# Anderson Yoshizato - Cohort 10 - Jun/2021


# Project 1

DESCRIPTION

Help a leading mobile brand understand the voice of the customer by analyzing the reviews of their product on Amazon and the topics that customers are talking about. You will perform topic modeling on specific parts of speech. You’ll finally interpret the emerging topics.

Problem Statement: 

A popular mobile phone brand, Lenovo has launched their budget smartphone in the Indian market. The client wants to understand the VOC (voice of the customer) on the product. This will be useful to not just evaluate the current product, but to also get some direction for developing the product pipeline. The client is particularly interested in the different aspects that customers care about. Product reviews by customers on a leading e-commerce site should provide a good view.
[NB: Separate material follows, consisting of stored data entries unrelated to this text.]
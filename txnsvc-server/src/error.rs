//! Server error types.

use thiserror::Error;
use txnsvc_protocol::ErrorCode;
use txnsvc_store::StoreError;

/// Server errors.
#[derive(Debug, Error)]
pub enum ServerError {
    #[error("I/O error: {0}")]
    Io(#[from] std::io::Error),

    #[error("protocol error: {0}")]
    Protocol(#[from] txnsvc_protocol::ProtocolError),

    #[error("JSON error: {0}")]
    Json(#[from] serde_json::Error),

    #[error("invalid request: {0}")]
    InvalidRequest(String),

    #[error("unsupported protocol version: {0}")]
    UnsupportedProtocol(u16),

    #[error("invalid transaction ID: {0}")]
    InvalidTransactionId(#[source] uuid::Error),

    #[error("{0}")]
    NotFound(&'static str),

    #[error("{context}: {source}")]
    Persistence {
        context: &'static str,
        #[source]
        source: StoreError,
    },

    #[error("internal error: {0}")]
    Internal(String),

    #[error("deadline of {0} ms exceeded")]
    DeadlineExceeded(u64),
}

impl ServerError {
    /// Wraps a store failure with the operation it interrupted.
    pub fn persistence(context: &'static str, source: StoreError) -> Self {
        ServerError::Persistence { context, source }
    }

    /// Converts to protocol error code.
    pub fn error_code(&self) -> ErrorCode {
        match self {
            ServerError::Io(_) => ErrorCode::InternalError,
            ServerError::Protocol(_) => ErrorCode::BadRequest,
            ServerError::Json(_) => ErrorCode::BadRequest,
            ServerError::InvalidRequest(_) => ErrorCode::BadRequest,
            ServerError::UnsupportedProtocol(_) => ErrorCode::UnsupportedProtocol,
            ServerError::InvalidTransactionId(_) => ErrorCode::InvalidArgument,
            ServerError::NotFound(_) => ErrorCode::NotFound,
            ServerError::Persistence { .. } => ErrorCode::InternalError,
            ServerError::Internal(_) => ErrorCode::InternalError,
            ServerError::DeadlineExceeded(_) => ErrorCode::DeadlineExceeded,
        }
    }
}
Domain: Amazon reviews for a leading phone brand

Analysis to be done: POS tagging, topic modeling using LDA, and topic interpretation

Content: 

Dataset: ‘K8 Reviews v0.2.csv’

Columns:

Sentiment: The sentiment against the review (4,5 star reviews are positive, 1,2 are negative)

Reviews: The main text of the review

Steps to perform:

Discover the topics in the reviews and present it to business in a consumable format. Employ techniques in syntactic processing and topic modeling.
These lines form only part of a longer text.